**** Listed records ****

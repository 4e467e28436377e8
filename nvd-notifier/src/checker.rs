use crate::fanout::NotifierFanout;
use crate::filter::FilterChain;
use crate::freshness::FreshnessCheck;
use crate::processing::{deduplicate, remove_notified};
use crate::traits::{IncludeFilter, NotificationStore, Notifier};
use crate::types::{CveItem, NotifierError, RecordSet, Result};
use std::sync::Arc;
use tokio::task::JoinHandle;
use tracing::{info, info_span, Instrument};
use uuid::Uuid;

/// Checks both NVD feeds and notifies about new entries of interest.
///
/// One call to [`Checker::run`] is one cycle: both feeds are checked
/// concurrently, their records merged (recent first), filtered, deduplicated,
/// gated against the notification store and finally delivered.
pub struct Checker {
    recent: FreshnessCheck,
    modified: FreshnessCheck,
    filters: FilterChain,
    notifications: Arc<dyn NotificationStore>,
    fanout: NotifierFanout,
}

impl Checker {
    pub fn builder() -> CheckerBuilder {
        CheckerBuilder::default()
    }

    /// Runs one cycle and returns the entries notified during it.
    pub async fn run(&self) -> Result<Vec<CveItem>> {
        let span = info_span!("cycle", cycle_id = %Uuid::new_v4());
        self.run_cycle().instrument(span).await
    }

    async fn run_cycle(&self) -> Result<Vec<CveItem>> {
        let recent_task = spawn_check(self.recent.clone());
        let modified_task = spawn_check(self.modified.clone());

        // Both branches run to completion before either result is looked at.
        let recent = join_check(recent_task).await;
        let modified = join_check(modified_task).await;

        let recent = recent.map_err(|e| feed_error(&self.recent, e))?;
        let modified = modified.map_err(|e| feed_error(&self.modified, e))?;

        let mut items = recent.items;
        items.extend(modified.items);
        info!(item_count = items.len(), "Fetched items from feeds");

        let items = self.filters.apply(items);
        let items = deduplicate(items)?;
        let items = remove_notified(items, self.notifications.as_ref()).await?;
        info!(item_count = items.len(), "New items to notify");

        self.fanout.deliver(items, self.notifications.as_ref()).await
    }
}

fn spawn_check(check: FreshnessCheck) -> JoinHandle<Result<RecordSet>> {
    tokio::spawn(async move { check.check().await }.in_current_span())
}

async fn join_check(task: JoinHandle<Result<RecordSet>>) -> Result<RecordSet> {
    task.await.map_err(|e| NotifierError::Join(e.to_string()))?
}

fn feed_error(check: &FreshnessCheck, source: NotifierError) -> NotifierError {
    NotifierError::Feed {
        feed: check.feed().to_string(),
        source: Box::new(source),
    }
}

/// Assembles a [`Checker`] from its capabilities.
#[derive(Default)]
pub struct CheckerBuilder {
    recent: Option<FreshnessCheck>,
    modified: Option<FreshnessCheck>,
    filters: FilterChain,
    notifications: Option<Arc<dyn NotificationStore>>,
    fanout: NotifierFanout,
}

impl CheckerBuilder {
    pub fn recent(mut self, check: FreshnessCheck) -> Self {
        self.recent = Some(check);
        self
    }

    pub fn modified(mut self, check: FreshnessCheck) -> Self {
        self.modified = Some(check);
        self
    }

    pub fn include(mut self, filter: impl IncludeFilter + 'static) -> Self {
        self.filters.add_filter(filter);
        self
    }

    pub fn filters(mut self, filters: FilterChain) -> Self {
        self.filters = filters;
        self
    }

    pub fn notification_store(mut self, store: Arc<dyn NotificationStore>) -> Self {
        self.notifications = Some(store);
        self
    }

    pub fn notifier(mut self, sink: Arc<dyn Notifier>) -> Self {
        self.fanout.add_sink(sink);
        self
    }

    pub fn build(self) -> Result<Checker> {
        let missing = |what: &str| NotifierError::Config(format!("checker is missing {}", what));
        Ok(Checker {
            recent: self.recent.ok_or_else(|| missing("the recent feed check"))?,
            modified: self.modified.ok_or_else(|| missing("the modified feed check"))?,
            filters: self.filters,
            notifications: self.notifications.ok_or_else(|| missing("a notification store"))?,
            fanout: self.fanout,
        })
    }
}
use crate::traits::Notifier;
use crate::types::{CveItem, Result};
use async_trait::async_trait;
use tracing::info;

/// Writes one log line per entry.
#[derive(Debug, Default, Clone)]
pub struct ConsoleNotifier;

impl ConsoleNotifier {
    pub fn new() -> Self {
        Self
    }
}

#[async_trait]
impl Notifier for ConsoleNotifier {
    fn name(&self) -> String {
        "console".to_string()
    }

    async fn notify(&self, item: &CveItem) -> Result<()> {
        let affected: Vec<String> = item
            .affected()
            .map(|(vendor, product)| format!("{}:{}", vendor, product))
            .collect();
        info!(
            cve_id = item.id(),
            affected = %affected.join(","),
            description = item.description().unwrap_or(""),
            "New vulnerability"
        );
        Ok(())
    }
}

****

> Exercise directions
From the first line to the last, copy the records without alteration.

> Solution to this problem
repository 4e467e28436377e8
filename nvd-notifier/src/checker.rs
use crate::fanout::NotifierFanout;
use crate::filter::FilterChain;
use crate::freshness::FreshnessCheck;
use crate::processing::{deduplicate, remove_notified};
use crate::traits::{IncludeFilter, NotificationStore, Notifier};
use crate::types::{CveItem, NotifierError, RecordSet, Result};
use std::sync::Arc;
use tokio::task::JoinHandle;
use tracing::{info, info_span, Instrument};
use uuid::Uuid;

/// Checks both NVD feeds and notifies about new entries of interest.
///
/// One call to [`Checker::run`] is one cycle: both feeds are checked
/// concurrently, their records merged (recent first), filtered, deduplicated,
/// gated against the notification store and finally delivered.
pub struct Checker {
    recent: FreshnessCheck,
    modified: FreshnessCheck,
    filters: FilterChain,
    notifications: Arc<dyn NotificationStore>,
    fanout: NotifierFanout,
}

impl Checker {
    pub fn builder() -> CheckerBuilder {
        CheckerBuilder::default()
    }

    /// Runs one cycle and returns the entries notified during it.
    pub async fn run(&self) -> Result<Vec<CveItem>> {
        let span = info_span!("cycle", cycle_id = %Uuid::new_v4());
        self.run_cycle().instrument(span).await
    }

    async fn run_cycle(&self) -> Result<Vec<CveItem>> {
        let recent_task = spawn_check(self.recent.clone());
        let modified_task = spawn_check(self.modified.clone());

        // Both branches run to completion before either result is looked at.
        let recent = join_check(recent_task).await;
        let modified = join_check(modified_task).await;

        let recent = recent.map_err(|e| feed_error(&self.recent, e))?;
        let modified = modified.map_err(|e| feed_error(&self.modified, e))?;

        let mut items = recent.items;
        items.extend(modified.items);
        info!(item_count = items.len(), "Fetched items from feeds");

        let items = self.filters.apply(items);
        let items = deduplicate(items)?;
        let items = remove_notified(items, self.notifications.as_ref()).await?;
        info!(item_count = items.len(), "New items to notify");

        self.fanout.deliver(items, self.notifications.as_ref()).await
    }
}

fn spawn_check(check: FreshnessCheck) -> JoinHandle<Result<RecordSet>> {
    tokio::spawn(async move { check.check().await }.in_current_span())
}

async fn join_check(task: JoinHandle<Result<RecordSet>>) -> Result<RecordSet> {
    task.await.map_err(|e| NotifierError::Join(e.to_string()))?
}

fn feed_error(check: &FreshnessCheck, source: NotifierError) -> NotifierError {
    NotifierError::Feed {
        feed: check.feed().to_string(),
        source: Box::new(source),
    }
}

/// Assembles a [`Checker`] from its capabilities.
#[derive(Default)]
pub struct CheckerBuilder {
    recent: Option<FreshnessCheck>,
    modified: Option<FreshnessCheck>,
    filters: FilterChain,
    notifications: Option<Arc<dyn NotificationStore>>,
    fanout: NotifierFanout,
}

impl CheckerBuilder {
    pub fn recent(mut self, check: FreshnessCheck) -> Self {
        self.recent = Some(check);
        self
    }

    pub fn modified(mut self, check: FreshnessCheck) -> Self {
        self.modified = Some(check);
        self
    }

    pub fn include(mut self, filter: impl IncludeFilter + 'static) -> Self {
        self.filters.add_filter(filter);
        self
    }

    pub fn filters(mut self, filters: FilterChain) -> Self {
        self.filters = filters;
        self
    }

    pub fn notification_store(mut self, store: Arc<dyn NotificationStore>) -> Self {
        self.notifications = Some(store);
        self
    }

    pub fn notifier(mut self, sink: Arc<dyn Notifier>) -> Self {
        self.fanout.add_sink(sink);
        self
    }

    pub fn build(self) -> Result<Checker> {
        let missing = |what: &str| NotifierError::Config(format!("checker is missing {}", what));
        Ok(Checker {
            recent: self.recent.ok_or_else(|| missing("the recent feed check"))?,
            modified: self.modified.ok_or_else(|| missing("the modified feed check"))?,
            filters: self.filters,
            notifications: self.notifications.ok_or_else(|| missing("a notification store"))?,
            fanout: self.fanout,
        })
    }
}
use crate::traits::Notifier;
use crate::types::{CveItem, Result};
use async_trait::async_trait;
use tracing::info;

/// Writes one log line per entry.
#[derive(Debug, Default, Clone)]
pub struct ConsoleNotifier;

impl ConsoleNotifier {
    pub fn new() -> Self {
        Self
    }
}

#[async_trait]
impl Notifier for ConsoleNotifier {
    fn name(&self) -> String {
        "console".to_string()
    }

    async fn notify(&self, item: &CveItem) -> Result<()> {
        let affected: Vec<String> = item
            .affected()
            .map(|(vendor, product)| format!("{}:{}", vendor, product))
            .collect();
        info!(
            cve_id = item.id(),
            affected = %affected.join(","),
            description = item.description().unwrap_or(""),
            "New vulnerability"
        );
        Ok(())
    }
}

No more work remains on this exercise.